Luckily, we are inside, engulfed in our clean, white duvet covers and tucked in for a quiet night. In a way, the gales blowing off the North Atlantic just make our little shelter here feel even cosier.
I woke up at about 7:30 a.m. this morning and peeked out our window to find a perfectly cloudless blue sky.
Lured by the sunshine and nearby ocean, I slipped out for a walk while Dario slept in, bringing his camera along as I set out for the sea.
I walked the short half a block to the coast, where a barrier of black volcanic rock protects a winding seawall from the spray of waves. From there, I strolled aimlessly through the old harbour and up a series of side streets.
The sun was low and pale in the sky and the mountains still had a bit of a haze in front of them, obscuring their peaks. But it wasn’t too cold and I soon found myself peeling off my Canadian-winter coat and heavy scarf.
By the time I got back to the apartment Dario was awake and we fixed coffee and tea, toast, jam, and thick Icelandic yogurt for breakfast.
There is something so civilized about having the time to sit down and enjoy breakfast. After a year of leaving the house at 6 a.m. in order to make it to work for early morning shifts, it felt luxurious to sit and chat and plan out our day.
After breakfast we made our way into town. It’s only about a ten minute walk from here to downtown and maybe another twenty minutes from one end of downtown to the other.
We stretched out the experience, however, popping into souvenir shops and admiring little “kaffi and te” shops.
We walked to the towering Lutheran church that overlooks the city and bought some tickets to go up the tower and get a view of the city.
As we rode the elevator up the eight stories to the top of the iconic tower, Dario commented on just how different the Church of Hallgrimur is from a place like Notre Dame.
Construction on the Icelandic church started in the mid-1900s but it wasn’t opened until the 1980s.
Hallgrimer is stark and white, its architecture striking in its simplicity. Nothing is ornamented or adorned in any way.
At the top of the tower we looked out at the city: little streets of colourful houses, hemmed in by a grey-blue ocean and mountains. There were a few panels with information on the poet and preacher for whom the church is named, and the history of Christianity in Iceland.
According to one of the blurbs of information, some of Iceland’s earliest inhabitants were Christians brought over by the Vikings as captives or slaves or wives. So from the country’s very beginning there was a combination of Christianity and Paganism.

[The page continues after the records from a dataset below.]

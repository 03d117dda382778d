// Copyright 2025-present Harīṣh Tummalachērla
// SPDX-License-Identifier: Apache-2.0

use anyhow::Result;
use clap::Parser;
use serde::Serialize;
use std::io::IsTerminal;
use std::path::{Path, PathBuf};
use std::process::ExitCode;
use std::time::Instant;
use tracing_subscriber::EnvFilter;

use savera::corpus::load_file;
use savera::harness::bench_corpus;
use savera::sa_file::{read_suffix_array, write_suffix_array, IndexWidth, StoredSuffixArray};
use savera::{
    check_corpus, sais, verify_suffix_array, BatchSummary, BenchStats, BuilderKind, CorpusCache, CorpusManifest,
    FileOutcome, HarnessConfig,
};

mod cli;
use cli::display::{self, BOLD, DIM};
use cli::{Cli, Commands};

/// Outcome of a completed run. Errors that stop the run exit with status 2.
enum Verdict {
    Pass,
    Fail,
}

fn main() -> ExitCode {
    let cli = Cli::parse();
    init_logging(cli.verbose);

    match run(cli.command) {
        Ok(Verdict::Pass) => ExitCode::SUCCESS,
        Ok(Verdict::Fail) => ExitCode::from(1),
        Err(e) => {
            eprintln!("❌ {:#}", e);
            ExitCode::from(2)
        }
    }
}

/// Logs go to stderr. `SAVERA_LOG` takes a full filter directive; otherwise
/// `-v` picks the level.
fn init_logging(verbose: u8) {
    let level = match verbose {
        0 => "warn",
        1 => "info",
        _ => "debug",
    };
    let filter = EnvFilter::try_from_env("SAVERA_LOG").unwrap_or_else(|_| EnvFilter::new(level));

    let _ = tracing_subscriber::fmt()
        .with_env_filter(filter)
        .with_writer(std::io::stderr)
        .with_ansi(std::io::stderr().is_terminal())
        .with_target(false)
        .compact()
        .try_init();
}

fn run(command: Commands) -> Result<Verdict> {
    match command {
        Commands::Check {
            files,
            manifest,
            builder,
            jobs,
            json,
        } => run_check(&collect_paths(files, &manifest)?, builder, jobs, json),
        Commands::Verify { text, sa, width } => run_verify(&text, &sa, width),
        Commands::Build { text, output, width } => run_build(&text, &output, width),
        Commands::Bench {
            files,
            manifest,
            builder,
            iterations,
            json,
        } => run_bench(&collect_paths(files, &manifest)?, builder, iterations, json),
    }
}

/// Positional files first, then each manifest's files in manifest order.
fn collect_paths(files: Vec<PathBuf>, manifests: &[PathBuf]) -> Result<Vec<PathBuf>> {
    let mut paths = files;
    for path in manifests {
        let manifest = CorpusManifest::load(path)?;
        tracing::info!(manifest = %manifest.name, files = manifest.files.len(), "loaded manifest");
        paths.extend(manifest.paths());
    }
    if paths.is_empty() {
        anyhow::bail!("no input files; pass files or --manifest");
    }
    Ok(paths)
}

#[derive(Serialize)]
struct CheckReport<'a> {
    summary: &'a BatchSummary,
    files: &'a [FileOutcome],
}

fn run_check(paths: &[PathBuf], builder: BuilderKind, jobs: Option<usize>, json: bool) -> Result<Verdict> {
    let config = HarnessConfig {
        builder,
        jobs,
        progress: !json && std::io::stderr().is_terminal(),
    };

    let outcomes = check_corpus(paths, &config)?;
    let summary = BatchSummary::from_outcomes(&outcomes);

    if json {
        let report = CheckReport {
            summary: &summary,
            files: &outcomes,
        };
        println!("{}", serde_json::to_string_pretty(&report)?);
    } else {
        for outcome in &outcomes {
            print_outcome(outcome);
        }
        println!();
        println!(
            "{} {}/{} passed, {} checked with {}",
            if summary.all_passed() {
                display::pass_mark()
            } else {
                display::fail_mark()
            },
            summary.passed,
            summary.total,
            display::format_size(summary.bytes),
            builder.name(),
        );
    }

    Ok(if summary.all_passed() {
        Verdict::Pass
    } else {
        Verdict::Fail
    })
}

fn print_outcome(outcome: &FileOutcome) {
    let path = display::truncate_path(&outcome.path.display().to_string(), 40);
    let timings = display::color(
        DIM,
        &format!(
            "build {} verify {} crc32 {:08x}",
            display::format_duration(outcome.build_time),
            display::format_duration(outcome.verify_time),
            outcome.crc32,
        ),
    );
    match &outcome.error {
        None => println!(
            "{} {:<40} {:>10}  {}",
            display::pass_mark(),
            path,
            display::format_size(outcome.bytes),
            timings
        ),
        Some(err) => {
            println!(
                "{} {:<40} {:>10}  {}",
                display::fail_mark(),
                path,
                display::format_size(outcome.bytes),
                timings
            );
            println!("    {}", err);
        }
    }
}

fn run_verify(text: &Path, sa: &Path, width: IndexWidth) -> Result<Verdict> {
    let buffer = load_file(text)?;
    let stored = read_suffix_array(sa, width)?;

    let started = Instant::now();
    let result = match &stored {
        StoredSuffixArray::U32(entries) => verify_suffix_array(&buffer, entries),
        StoredSuffixArray::U64(entries) => verify_suffix_array(&buffer, entries),
    };
    let elapsed = started.elapsed();

    match result {
        Ok(()) => {
            println!(
                "{} {} is the suffix array of {} ({}, {})",
                display::pass_mark(),
                sa.display(),
                text.display(),
                display::format_size(buffer.len()),
                display::format_duration(elapsed)
            );
            Ok(Verdict::Pass)
        }
        Err(err) => {
            println!("{} {}", display::fail_mark(), display::color(BOLD, &sa.display().to_string()));
            println!("    {}", err);
            Ok(Verdict::Fail)
        }
    }
}

fn run_build(text: &Path, output: &Path, width: IndexWidth) -> Result<Verdict> {
    let buffer = load_file(text)?;

    let started = Instant::now();
    let sa = sais(&buffer);
    let elapsed = started.elapsed();

    write_suffix_array(output, &sa, width)?;
    println!(
        "{} {} ({} entries, {})",
        display::pass_mark(),
        output.display(),
        sa.len(),
        display::format_duration(elapsed)
    );
    Ok(Verdict::Pass)
}

fn run_bench(paths: &[PathBuf], builder: BuilderKind, iterations: usize, json: bool) -> Result<Verdict> {
    let cache = CorpusCache::new();
    let stats = bench_corpus(paths, &cache, builder, iterations)?;

    if json {
        println!("{}", serde_json::to_string_pretty(&stats)?);
    } else {
        for s in &stats {
            print_bench(s);
        }
    }
    Ok(Verdict::Pass)
}

fn print_bench(stats: &BenchStats) {
    println!(
        "{:<40} {:>10}  {:>9} {:>9} {:>9}  {}",
        display::truncate_path(&stats.path.display().to_string(), 40),
        display::format_size(stats.bytes),
        display::format_duration(stats.min),
        display::format_duration(stats.mean),
        display::format_duration(stats.max),
        display::throughput(stats.throughput_mib_s()),
    );
}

Eventually, however, the divided faiths began to split the population, and the country’s leaders met in the year 1,000 discuss whether the country should break up into separate nations. Instead, the leaders decided to unite the country under Christianity and Icelanders officially adopted the faith.
Today, the church said, the vast majority of Icelanders identify as Christian.
After admiring the view, Dario and I descended and walked back to our apartment, making a stop at a local music store to pick up a souvenir for his cousin.
Iceland has a very distinct and strong musical culture and has exported a number of now-famous musicians, including Sigur Ros and Of Monsters and Men. There is also a very popular annual music festival here called Iceland Airwaves.
Back at our apartment we had a little snack and read a little bit and Dario got on the computer to do some research. After seeing just how small Reykjavik really is we’ve decided to book a car on Sunday so we can get out of the city and do some exploring.
We lounged for the rest of the afternoon, reading and napping, and then Dario dashed out to pick up some groceries and we roasted a big casserole dish full of potato and cauliflower and onion and sausage, all drizzled with olive oil and salt and a spoonful of dijon.
We spent the evening curled up on the couch, watching YouTube videos and eating our hearty dinner as, outside, the wind picked up pace.
Tomorrow it is supposed to rain and we plan to seek shelter in a café recommended by the Icelandair staff for serving authentic local dishes, including fermented shark and traditional meat stew.